Le 29 septembre dernier, Richard Bonynge a fêté ses 90 ans. Après la disparition de son épouse, la légendaire soprano Joan Sutherland, en 2010, certains avaient pensé qu’il quitterait leur domicile suisse pour revenir s’installer dans son Australie natale, près de sa famille. Il n’en a rien fait et c’est encore au « Chalet Monet », dans la localité des Avants, au-dessus du lac Léman, qu’on peut lui rendre visite – ce que son fils, sa belle-fille, ses petits-enfants et arrière-petits-enfants ne manquent pas de faire à intervalles réguliers !

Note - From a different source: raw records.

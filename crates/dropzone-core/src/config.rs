//! Session configuration loaded from a TOML file.
//!
//! ```toml
//! multiple = true
//!
//! [constraints]
//! accepted_formats = ["image/", ".pdf"]
//! max_files = 5
//! max_size = 10485760
//!
//! [[validation_messages]]
//! kind = "file-too-large"
//! message = "Files must be 10 MB or smaller."
//! ```

use std::path::Path;

use serde::{Deserialize, Serialize};

use crate::constraints::Constraints;
use crate::error::{CoreError, CoreResult};
use crate::rules::FileError;

/// Everything a [`Session`](crate::session::Session) is configured with.
///
/// All fields have defaults, so an empty file is a valid configuration.
#[derive(Debug, Clone, PartialEq, Eq, Serialize, Deserialize)]
pub struct DropzoneConfig {
    /// Whether the picker allows selecting several files.
    #[serde(default = "default_true")]
    pub multiple: bool,
    #[serde(default)]
    pub constraints: Constraints,
    /// Overrides for the default validation messages.
    #[serde(default)]
    pub validation_messages: Vec<FileError>,
}

impl Default for DropzoneConfig {
    fn default() -> Self {
        Self {
            multiple: true,
            constraints: Constraints::default(),
            validation_messages: Vec::new(),
        }
    }
}

impl DropzoneConfig {
    /// Loads configuration from a TOML file at `path`.
    ///
    /// # Errors
    ///
    /// - [`CoreError::NotFound`] if the file does not exist.
    /// - [`CoreError::PermissionDenied`] if the file is not readable.
    /// - [`CoreError::ConfigParse`] if the TOML is malformed.
    pub fn load(path: &Path) -> CoreResult<Self> {
        let content = std::fs::read_to_string(path).map_err(|e| CoreError::from_io(path, e))?;
        Self::from_toml_str(&content)
    }

    /// Parses configuration from TOML text.
    pub fn from_toml_str(content: &str) -> CoreResult<Self> {
        toml::from_str(content).map_err(|e| CoreError::ConfigParse(e.to_string()))
    }

    #[must_use]
    pub fn with_constraints(self, constraints: Constraints) -> Self {
        Self {
            constraints,
            ..self
        }
    }

    #[must_use]
    pub fn with_validation_messages(self, validation_messages: Vec<FileError>) -> Self {
        Self {
            validation_messages,
            ..self
        }
    }

    #[must_use]
    pub fn with_multiple(self, multiple: bool) -> Self {
        Self { multiple, ..self }
    }
}

fn default_true() -> bool {
    true
}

Comment ne pas ressentir une intense émotion en se plongeant dans Chalet Monet : Inside the Home of Dame Joan Sutherland and Richard Bonynge, l’imposant et luxueux ouvrage que le chef consacre à cette demeure, découverte en 1964 grâce à Noël Coward, achetée, agrandie, rénovée et meublée à deux ? À chaque page, transparaît un amour profond pour cette maison, ce qu’elle renferme, et, encore davantage, pour celle dont la présence hante encore les murs, dix ans après sa disparition : « Le Chalet Monet est si différent sans elle. Pourtant, je sens en permanence sa présence à mes côtés dans cette demeure, qui renferme tant de merveilleux souvenirs. »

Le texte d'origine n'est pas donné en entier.